How to separate sub-families from transposons sequence based fasta files?
1
0
Entering edit mode
2.8 years ago
ANAM • 0

I'm working on the classification of transposable elements. I want to retrieve sequences of their sub-classes in separate files.

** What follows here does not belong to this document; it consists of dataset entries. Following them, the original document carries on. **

//! Execution of panel effects against the document store and the clock.

use tokio::task::JoinSet;

use super::{PanelEffect, PanelEvent, StoreConnection, ToastEffect};
use crate::store::{self, RATINGS_COLLECTION, StoreError, StoreHandle, document_id};

/// Result of deleting every document in the ratings collection.
#[derive(Debug, Clone, Default, PartialEq, Eq)]
pub struct ClearOutcome {
    /// Ids that were deleted.
    pub deleted: Vec<String>,
    /// Ids whose delete failed, with the failure.
    pub failures: Vec<(String, StoreError)>,
}

impl ClearOutcome {
    /// Returns the number of failed deletes.
    #[must_use]
    pub const fn failed(&self) -> usize {
        self.failures.len()
    }

    pub(super) fn log(&self) {
        tracing::info!(
            deleted = self.deleted.len(),
            failed = self.failed(),
            "cleared ratings collection"
        );
        for (id, error) in &self.failures {
            tracing::warn!("deleting car rating {id:?} failed: {error}");
        }
    }
}

/// Runs `effect` to completion and returns the event reporting its outcome.
///
/// Store effects issued while `connection` is pending resolve to the
/// corresponding failure event with a backend error; the panel never emits
/// them in that state.
pub async fn perform(effect: PanelEffect, connection: &StoreConnection) -> Option<PanelEvent> {
    match effect {
        PanelEffect::Fetch { id } => {
            let result = match connection.handle() {
                Some(handle) => store::fetch_rating(handle.store(), &id).await,
                None => Err(not_connected()),
            };
            Some(match result {
                Ok(rating) => PanelEvent::LoadSucceeded(rating),
                Err(error) => PanelEvent::LoadFailed { id, error },
            })
        }
        PanelEffect::Write { rating } => {
            let result = match connection.handle() {
                Some(handle) => store::save_rating(handle.store(), &rating).await.map(drop),
                None => Err(not_connected()),
            };
            Some(PanelEvent::SaveSettled {
                id: rating.id,
                result,
            })
        }
        PanelEffect::ClearCollection => {
            let result = match connection.handle() {
                Some(handle) => clear_ratings(handle.clone()).await,
                None => Err(not_connected()),
            };
            Some(match result {
                Ok(outcome) => PanelEvent::DeleteAllSettled(outcome),
                Err(error) => PanelEvent::DeleteAllFailed(error),
            })
        }
        PanelEffect::Toast(ToastEffect::ArmHideTimer { ticket, after }) => {
            tokio::time::sleep(after).await;
            Some(PanelEvent::ToastTimerElapsed(ticket))
        }
        PanelEffect::Toast(ToastEffect::StartFade { ticket, duration }) => {
            tokio::time::sleep(duration).await;
            Some(PanelEvent::ToastFadeFinished(ticket))
        }
    }
}

/// Deletes every document in the ratings collection.
///
/// The collection is listed once, then one delete per id runs concurrently.
/// Individual delete failures are collected rather than aborting the rest.
///
/// # Errors
///
/// Returns the store's error when the collection cannot be listed.
pub async fn clear_ratings(handle: StoreHandle) -> Result<ClearOutcome, StoreError> {
    let documents = handle.store().get_documents(RATINGS_COLLECTION).await?;
    let ids: Vec<String> = documents
        .iter()
        .filter_map(|document| document_id(document).map(str::to_owned))
        .collect();

    let mut deletes = JoinSet::new();
    for id in ids {
        let task_handle = handle.clone();
        deletes.spawn(async move {
            let result = task_handle
                .store()
                .delete_document(RATINGS_COLLECTION, &id)
                .await;
            (id, result)
        });
    }

    let mut outcome = ClearOutcome::default();
    while let Some(joined) = deletes.join_next().await {
        match joined {
            Ok((id, Ok(()))) => outcome.deleted.push(id),
            Ok((id, Err(error))) => outcome.failures.push((id, error)),
            Err(join_error) => outcome.failures.push((
                String::new(),
                StoreError::Backend {
                    message: join_error.to_string(),
                },
            )),
        }
    }
    outcome.deleted.sort();
    Ok(outcome)
}

fn not_connected() -> StoreError {
    StoreError::Backend {
        message: "data store is not connected".to_owned(),
    }
}
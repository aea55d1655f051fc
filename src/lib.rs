//! Carrate library crate providing a car rating panel.
//!
//! Ratings are small JSON documents kept in a per-extension document store.
//! The library provides the rating model, the panel state machine with its
//! transient toast, the host handshake that hands out a scoped store, a local
//! `SQLite` backend with Diesel migrations, and a terminal UI built on
//! bubbletea-rs.

pub mod config;
pub mod error;
pub mod host;
pub mod panel;
pub mod persistence;
pub mod rating;
pub mod store;
pub mod telemetry;
pub mod tui;

pub use config::{OperationMode, RatingsConfig};
pub use error::AppError;
pub use host::{HostError, HostRuntime, LocalHost};
pub use panel::{PanelEffect, PanelEvent, RatingPanel};
pub use rating::{Rating, RatingAxis, Score};
pub use store::{DocumentStore, InMemoryDocumentStore, StoreError, StoreHandle};
//! Input handling for the TUI application.
//!
//! This module provides key-to-message mapping for translating terminal key
//! events into application messages. What a key means depends on which
//! control has focus.

use crossterm::event::{KeyCode, KeyModifiers};

use super::components::SliderAction;
use super::messages::AppMsg;
use crate::rating::RatingAxis;

/// The control that currently receives typed input.
#[derive(Debug, Clone, Copy, Default, PartialEq, Eq)]
pub enum Focus {
    /// The car name field.
    #[default]
    Name,
    /// One of the rating sliders.
    Slider(RatingAxis),
}

impl Focus {
    const ORDER: [Self; 4] = [
        Self::Name,
        Self::Slider(RatingAxis::Speed),
        Self::Slider(RatingAxis::Handling),
        Self::Slider(RatingAxis::Looks),
    ];

    fn position(self) -> usize {
        Self::ORDER
            .iter()
            .position(|focus| *focus == self)
            .unwrap_or_default()
    }

    /// Returns the next control, wrapping after the last slider.
    #[must_use]
    pub fn next(self) -> Self {
        Self::ORDER
            .get(self.position().saturating_add(1))
            .copied()
            .unwrap_or(Self::Name)
    }

    /// Returns the previous control, wrapping before the name field.
    #[must_use]
    pub fn previous(self) -> Self {
        self.position()
            .checked_sub(1)
            .and_then(|index| Self::ORDER.get(index))
            .copied()
            .unwrap_or(Self::Slider(RatingAxis::Looks))
    }
}

/// Maps a key event to an application message given the focused control.
///
/// Returns `None` for unrecognised key events, allowing them to be ignored.
#[must_use]
pub fn map_key_to_message(key: &bubbletea_rs::event::KeyMsg, focus: Focus) -> Option<AppMsg> {
    if key.modifiers.contains(KeyModifiers::CONTROL) {
        return map_control_key(key.key);
    }

    match key.key {
        KeyCode::Esc => Some(AppMsg::Quit),
        KeyCode::F(1) => Some(AppMsg::ToggleHelp),
        KeyCode::Tab | KeyCode::Down => Some(AppMsg::FocusNext),
        KeyCode::BackTab | KeyCode::Up => Some(AppMsg::FocusPrevious),
        KeyCode::Enter => Some(AppMsg::Load),
        other => match focus {
            Focus::Name => map_name_key(other),
            Focus::Slider(_) => map_slider_key(other),
        },
    }
}

#[expect(
    clippy::missing_const_for_fn,
    reason = "KeyCode match patterns prevent const evaluation"
)]
fn map_control_key(code: KeyCode) -> Option<AppMsg> {
    match code {
        KeyCode::Char('c') => Some(AppMsg::Quit),
        KeyCode::Char('n') => Some(AppMsg::New),
        KeyCode::Char('s') => Some(AppMsg::Save),
        KeyCode::Char('d') => Some(AppMsg::DeleteAll),
        _ => None,
    }
}

#[expect(
    clippy::missing_const_for_fn,
    reason = "KeyCode match patterns prevent const evaluation"
)]
fn map_name_key(code: KeyCode) -> Option<AppMsg> {
    match code {
        KeyCode::Char(ch) => Some(AppMsg::InsertChar(ch)),
        KeyCode::Backspace => Some(AppMsg::DeleteChar),
        _ => None,
    }
}

fn map_slider_key(code: KeyCode) -> Option<AppMsg> {
    let action = match code {
        KeyCode::Left => SliderAction::Decrement,
        KeyCode::Right => SliderAction::Increment,
        KeyCode::Home => SliderAction::Minimum,
        KeyCode::End => SliderAction::Maximum,
        KeyCode::Char(ch) => {
            let digit = ch.to_digit(10)?;
            SliderAction::Set(u8::try_from(digit).ok()?)
        }
        _ => return None,
    };
    Some(AppMsg::Slider(action))
}
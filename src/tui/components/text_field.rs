//! Single-line text input used for the car name.

/// Cursor glyph drawn after the text of a focused field.
const CURSOR: char = '█';

/// Inputs for rendering a text field.
#[derive(Debug, Clone, Copy, PartialEq, Eq)]
pub struct TextFieldProps<'a> {
    /// Label shown before the value.
    pub label: &'a str,
    /// Current contents.
    pub value: &'a str,
    /// Hint shown while the value is empty.
    pub placeholder: &'a str,
    /// Whether the field has keyboard focus.
    pub focused: bool,
    /// Whether input is ignored.
    pub disabled: bool,
}

/// Renders the field as `label: value`.
#[must_use]
pub fn view(props: &TextFieldProps<'_>) -> String {
    let marker = if props.focused { '>' } else { ' ' };
    let mut line = format!("{marker} {}: ", props.label);
    if props.value.is_empty() && !props.focused {
        line.push_str(&format!("\x1b[2m{}\x1b[0m", props.placeholder));
    } else {
        line.push_str(props.value);
    }
    if props.focused && !props.disabled {
        line.push(CURSOR);
    }

    if props.disabled {
        format!("\x1b[2m{line}\x1b[0m")
    } else {
        line
    }
}

/// Returns `value` with `ch` appended, or `None` for control characters.
#[must_use]
pub fn insert_char(value: &str, ch: char) -> Option<String> {
    if ch.is_control() {
        return None;
    }
    let mut edited = String::with_capacity(value.len() + ch.len_utf8());
    edited.push_str(value);
    edited.push(ch);
    Some(edited)
}

/// Returns `value` without its last character, or `None` when it is empty.
#[must_use]
pub fn delete_char(value: &str) -> Option<String> {
    let mut edited = value.to_owned();
    edited.pop().map(|_| edited)
}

Is there any code or tool present to separate their sub-families because dataset contains thousands of sequence entries for different species.

I really appreciate any help or suggestion!

DATASET SOURCE: https://pgsb.helmholtz-muenchen.de/plant/recat/index.jsp

For example:

I want to separate RLC Sequences in separate files and so far for other entries like for RLX & TXX

>RLC_163294|LTR_Gr_chr_04_982|LTR/Copia|02.01.01.05|29730|Gossypium
tgttagagtagttagtaaagttgttagtagttaaaactgttgtacgttcagttaacagttgagctgttaaatagttgacctgttagttatgcattcatttgagtataaaactatgagaagtctgtacttaaagatatgagttttataatgaagaaattctaagtctttgtttttaagctgcttgtttagcttaacatggtatcag
>RLX_163369|LTR_Gr_chr_10_2326|LTR|02.01.01|29730|Gossypium
tgtcacgggcaaaagtgcaaagcccgtgaccatggcataagatgtgccccatggaggtctatcgattagacaaggaacatttagcccacgagaacttgcccgattcaaaaaactgttggagaagcctgtcagattgaagcctggttggcccgataatgaagacgtggcaacttaggccaattttggt
>TXX_174935|TXX_Gr_DX404975.1_8351|MobileElement|02|29730|Gossypium
atccgtgcccatgccatgtcccagacatggtcttatgggggactctcatctcggtgccaacgccatatcccagacatggtcttacatgggacctctcataatctcaattatgccaatgccatgtcccagacatggtcttacatgggatctctttacccaaatatcatgacatttgtatccattacattcccaatgtttcaacggggcttttatcactgattctctgtcatctcatacttgagttaacattagatattttcatgaaataaatacataattgctggaaaatagcagcattaa
fasta transposons • 1.0k views
ADD COMMENT
0
Entering edit mode

with awk (not tested on large dataset, please take a back up of your data and assumes that sequences are in single line):

$ awk -F '[>_]' '/>/{getline seq; print $0"\n"seq > $2".fa"}' test.fa

with seqkit (works for multi line sequences and outputs sequences in single line):

$ seqkit -w 0 split -i --id-regexp '(^[A-Z]{3})_*' test.fa -O new_files

Output files will be stored in a new directory "new_files" and files are named test.id_RLC.fa, test.id_RLX.fa, test.id_TXX.fa . Remove test_id from all the files running rename -n 's/test\.id_//' *.fa in new_files folder.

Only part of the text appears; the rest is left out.